• [Problem requirements] Down to the last line, reproduce the records exactly.

• [Input]
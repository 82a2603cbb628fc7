//! ardpicprog - PIC programmer client
//!
//! Drives a programmer running the ProgramPIC 1.x firmware to read, burn,
//! erase and blank check PIC microcontrollers using Intel HEX files.
//!
//! # Exit codes
//!
//! Failures map to sysexits-style codes so scripts can tell them apart:
//! usage 64, bad hex file or device description 65, file I/O 66,
//! programmer or protocol failure 74, wrong or missing device 76.

mod cli;
mod commands;
mod programmers;

use std::path::PathBuf;
use std::process::ExitCode;

use ardpicprog_core::{FormatError, HexFormat};
use ardpicprog_serial::ErrorKind;
use clap::Parser;
use cli::{Cli, Commands, FormatArgs};
use thiserror::Error;

const EXIT_USAGE: u8 = 64;
const EXIT_DATAERR: u8 = 65;
const EXIT_NOINPUT: u8 = 66;
const EXIT_SOFTWARE: u8 = 70;
const EXIT_IOERR: u8 = 74;
const EXIT_DEVICE: u8 = 76;

/// Everything a command can fail with
#[derive(Debug, Error)]
pub enum CliError {
    /// Bad combination of arguments or malformed port string
    #[error("{0}")]
    Usage(String),

    /// Programmer, protocol or device failure
    #[error(transparent)]
    Programmer(#[from] ardpicprog_serial::Error),

    /// Malformed hex file
    #[error(transparent)]
    Format(#[from] FormatError),

    /// Input or output file could not be accessed
    #[error("Could not access {}: {source}", .path.display())]
    File {
        /// File involved
        path: PathBuf,
        /// Underlying error
        source: std::io::Error,
    },

    /// Progress display setup failed
    #[error(transparent)]
    Progress(#[from] indicatif::style::TemplateError),
}

impl CliError {
    /// Process exit code for this failure
    fn exit_code(&self) -> u8 {
        match self {
            CliError::Usage(_) => EXIT_USAGE,
            CliError::Format(_) => EXIT_DATAERR,
            CliError::File { .. } => EXIT_NOINPUT,
            CliError::Progress(_) => EXIT_SOFTWARE,
            CliError::Programmer(e) => match e.kind() {
                ErrorKind::Format => EXIT_DATAERR,
                ErrorKind::Device => EXIT_DEVICE,
                ErrorKind::Io => EXIT_NOINPUT,
                // All programmer-side failures share one code; scripts tell them
                // apart by the message, as with the classic ardpicprog tool
                ErrorKind::Protocol | ErrorKind::Setup | ErrorKind::Precondition => EXIT_IOERR,
            },
        }
    }
}

impl From<FormatArgs> for HexFormat {
    fn from(args: FormatArgs) -> Self {
        if args.ihx8m {
            HexFormat::Ihx8m
        } else if args.ihx16 {
            HexFormat::Ihx16
        } else if args.ihx32 {
            HexFormat::Ihx32
        } else {
            HexFormat::Auto
        }
    }
}

fn main() -> ExitCode {
    let cli = match Cli::try_parse() {
        Ok(cli) => cli,
        Err(e) => {
            let code = if e.use_stderr() { EXIT_USAGE } else { 0 };
            // Nothing sensible to do if stdout/stderr are gone
            let _ = e.print();
            return ExitCode::from(code);
        }
    };

    // Initialize logger
    env_logger::Builder::from_env(env_logger::Env::default().default_filter_or("info")).init();

    // Set log level based on verbosity
    match (cli.quiet, cli.verbose) {
        (true, _) => log::set_max_level(log::LevelFilter::Warn),
        (false, 0) => {} // default (info)
        (false, 1) => log::set_max_level(log::LevelFilter::Debug),
        (false, _) => log::set_max_level(log::LevelFilter::Trace),
    }

    match run(cli) {
        Ok(()) => ExitCode::SUCCESS,
        Err(e) => {
            log::error!("ardpicprog: {}", e);
            ExitCode::from(e.exit_code())
        }
    }
}

fn run(cli: Cli) -> Result<(), CliError> {
    // The only command that works without a programmer
    if let Commands::Copy {
        input,
        output,
        skip_ones,
        format,
    } = &cli.command
    {
        return commands::run_copy(input, output, HexFormat::from(*format), *skip_ones);
    }

    let mut session = programmers::open_programmer(&cli.port, cli.speed)?;
    let device = cli.device.as_str();

    let result = match &cli.command {
        Commands::Read {
            output,
            skip_ones,
            format,
        } => commands::run_read(
            &mut session,
            device,
            output,
            HexFormat::from(*format),
            *skip_ones,
        ),
        Commands::Write {
            input,
            erase,
            force_calibration,
            cc,
            skip_ones,
            format,
        } => commands::run_write(
            &mut session,
            device,
            &commands::WriteOptions {
                input,
                erase: *erase,
                force_calibration: *force_calibration,
                cc: cc.as_deref(),
                skip_ones: *skip_ones,
                format: HexFormat::from(*format),
            },
        ),
        Commands::Erase {
            force_calibration,
            input,
        } => commands::run_erase(&mut session, device, input.as_deref(), *force_calibration),
        Commands::BlankCheck => commands::run_blank_check(&mut session, device),
        Commands::Info => commands::run_info(&mut session, device),
        Commands::ListDevices => commands::run_list_devices(&mut session),
        Commands::Copy { .. } => Ok(()),
    };

    programmers::close_programmer(session);
    log::info!("Done");
    result
}
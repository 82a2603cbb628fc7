//! Read and copy command implementations

use std::path::Path;
use std::sync::Arc;

use ardpicprog_core::{DeviceProfile, HexFormat, HexImage};
use ardpicprog_serial::operations;

use super::{load_image, save_text, spinner};
use crate::programmers::Session;
use crate::CliError;

/// Run the read command
pub fn run_read(
    session: &mut Session,
    device: &str,
    output: &Path,
    format: HexFormat,
    skip_ones: bool,
) -> Result<(), CliError> {
    let profile = operations::resolve_device(session, device)?;
    log::info!("{}", profile.describe());

    let mut image = HexImage::new(profile, format);
    let pb = spinner("Reading device memory...")?;
    let result = operations::read_image(session, &mut image);
    pb.finish_and_clear();
    result?;

    save_text(output, &image.save(skip_ones))?;
    println!(
        "Wrote {} word(s) to {}",
        image.words().word_count(),
        output.display()
    );
    Ok(())
}

/// Run the copy command
///
/// Without a device there are no memory areas to fill in, so only the
/// words present in the input are written back out.
pub fn run_copy(
    input: &Path,
    output: &Path,
    format: HexFormat,
    skip_ones: bool,
) -> Result<(), CliError> {
    let image = load_image(input, Arc::new(DeviceProfile::default()), format)?;
    save_text(output, &image.save_cc(skip_ones))?;
    println!(
        "Copied {} word(s) from {} to {}",
        image.words().word_count(),
        input.display(),
        output.display()
    );
    Ok(())
}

• [Exercise output]
repository 82a2603cbb628fc7
//! ardpicprog - PIC programmer client
//!
//! Drives a programmer running the ProgramPIC 1.x firmware to read, burn,
//! erase and blank check PIC microcontrollers using Intel HEX files.
//!
//! # Exit codes
//!
//! Failures map to sysexits-style codes so scripts can tell them apart:
//! usage 64, bad hex file or device description 65, file I/O 66,
//! programmer or protocol failure 74, wrong or missing device 76.

mod cli;
mod commands;
mod programmers;

use std::path::PathBuf;
use std::process::ExitCode;

use ardpicprog_core::{FormatError, HexFormat};
use ardpicprog_serial::ErrorKind;
use clap::Parser;
use cli::{Cli, Commands, FormatArgs};
use thiserror::Error;

const EXIT_USAGE: u8 = 64;
const EXIT_DATAERR: u8 = 65;
const EXIT_NOINPUT: u8 = 66;
const EXIT_SOFTWARE: u8 = 70;
const EXIT_IOERR: u8 = 74;
const EXIT_DEVICE: u8 = 76;

/// Everything a command can fail with
#[derive(Debug, Error)]
pub enum CliError {
    /// Bad combination of arguments or malformed port string
    #[error("{0}")]
    Usage(String),

    /// Programmer, protocol or device failure
    #[error(transparent)]
    Programmer(#[from] ardpicprog_serial::Error),

    /// Malformed hex file
    #[error(transparent)]
    Format(#[from] FormatError),

    /// Input or output file could not be accessed
    #[error("Could not access {}: {source}", .path.display())]
    File {
        /// File involved
        path: PathBuf,
        /// Underlying error
        source: std::io::Error,
    },

    /// Progress display setup failed
    #[error(transparent)]
    Progress(#[from] indicatif::style::TemplateError),
}

impl CliError {
    /// Process exit code for this failure
    fn exit_code(&self) -> u8 {
        match self {
            CliError::Usage(_) => EXIT_USAGE,
            CliError::Format(_) => EXIT_DATAERR,
            CliError::File { .. } => EXIT_NOINPUT,
            CliError::Progress(_) => EXIT_SOFTWARE,
            CliError::Programmer(e) => match e.kind() {
                ErrorKind::Format => EXIT_DATAERR,
                ErrorKind::Device => EXIT_DEVICE,
                ErrorKind::Io => EXIT_NOINPUT,
                // All programmer-side failures share one code; scripts tell them
                // apart by the message, as with the classic ardpicprog tool
                ErrorKind::Protocol | ErrorKind::Setup | ErrorKind::Precondition => EXIT_IOERR,
            },
        }
    }
}

impl From<FormatArgs> for HexFormat {
    fn from(args: FormatArgs) -> Self {
        if args.ihx8m {
            HexFormat::Ihx8m
        } else if args.ihx16 {
            HexFormat::Ihx16
        } else if args.ihx32 {
            HexFormat::Ihx32
        } else {
            HexFormat::Auto
        }
    }
}

fn main() -> ExitCode {
    let cli = match Cli::try_parse() {
        Ok(cli) => cli,
        Err(e) => {
            let code = if e.use_stderr() { EXIT_USAGE } else { 0 };
            // Nothing sensible to do if stdout/stderr are gone
            let _ = e.print();
            return ExitCode::from(code);
        }
    };

    // Initialize logger
    env_logger::Builder::from_env(env_logger::Env::default().default_filter_or("info")).init();

    // Set log level based on verbosity
    match (cli.quiet, cli.verbose) {
        (true, _) => log::set_max_level(log::LevelFilter::Warn),
        (false, 0) => {} // default (info)
        (false, 1) => log::set_max_level(log::LevelFilter::Debug),
        (false, _) => log::set_max_level(log::LevelFilter::Trace),
    }

    match run(cli) {
        Ok(()) => ExitCode::SUCCESS,
        Err(e) => {
            log::error!("ardpicprog: {}", e);
            ExitCode::from(e.exit_code())
        }
    }
}

fn run(cli: Cli) -> Result<(), CliError> {
    // The only command that works without a programmer
    if let Commands::Copy {
        input,
        output,
        skip_ones,
        format,
    } = &cli.command
    {
        return commands::run_copy(input, output, HexFormat::from(*format), *skip_ones);
    }

    let mut session = programmers::open_programmer(&cli.port, cli.speed)?;
    let device = cli.device.as_str();

    let result = match &cli.command {
        Commands::Read {
            output,
            skip_ones,
            format,
        } => commands::run_read(
            &mut session,
            device,
            output,
            HexFormat::from(*format),
            *skip_ones,
        ),
        Commands::Write {
            input,
            erase,
            force_calibration,
            cc,
            skip_ones,
            format,
        } => commands::run_write(
            &mut session,
            device,
            &commands::WriteOptions {
                input,
                erase: *erase,
                force_calibration: *force_calibration,
                cc: cc.as_deref(),
                skip_ones: *skip_ones,
                format: HexFormat::from(*format),
            },
        ),
        Commands::Erase {
            force_calibration,
            input,
        } => commands::run_erase(&mut session, device, input.as_deref(), *force_calibration),
        Commands::BlankCheck => commands::run_blank_check(&mut session, device),
        Commands::Info => commands::run_info(&mut session, device),
        Commands::ListDevices => commands::run_list_devices(&mut session),
        Commands::Copy { .. } => Ok(()),
    };

    programmers::close_programmer(session);
    log::info!("Done");
    result
}
repository 82a2603cbb628fc7
//! Read and copy command implementations

use std::path::Path;
use std::sync::Arc;

use ardpicprog_core::{DeviceProfile, HexFormat, HexImage};
use ardpicprog_serial::operations;

use super::{load_image, save_text, spinner};
use crate::programmers::Session;
use crate::CliError;

/// Run the read command
pub fn run_read(
    session: &mut Session,
    device: &str,
    output: &Path,
    format: HexFormat,
    skip_ones: bool,
) -> Result<(), CliError> {
    let profile = operations::resolve_device(session, device)?;
    log::info!("{}", profile.describe());

    let mut image = HexImage::new(profile, format);
    let pb = spinner("Reading device memory...")?;
    let result = operations::read_image(session, &mut image);
    pb.finish_and_clear();
    result?;

    save_text(output, &image.save(skip_ones))?;
    println!(
        "Wrote {} word(s) to {}",
        image.words().word_count(),
        output.display()
    );
    Ok(())
}

/// Run the copy command
///
/// Without a device there are no memory areas to fill in, so only the
/// words present in the input are written back out.
pub fn run_copy(
    input: &Path,
    output: &Path,
    format: HexFormat,
    skip_ones: bool,
) -> Result<(), CliError> {
    let image = load_image(input, Arc::new(DeviceProfile::default()), format)?;
    save_text(output, &image.save_cc(skip_ones))?;
    println!(
        "Copied {} word(s) from {} to {}",
        image.words().word_count(),
        input.display(),
        output.display()
    );
    Ok(())
}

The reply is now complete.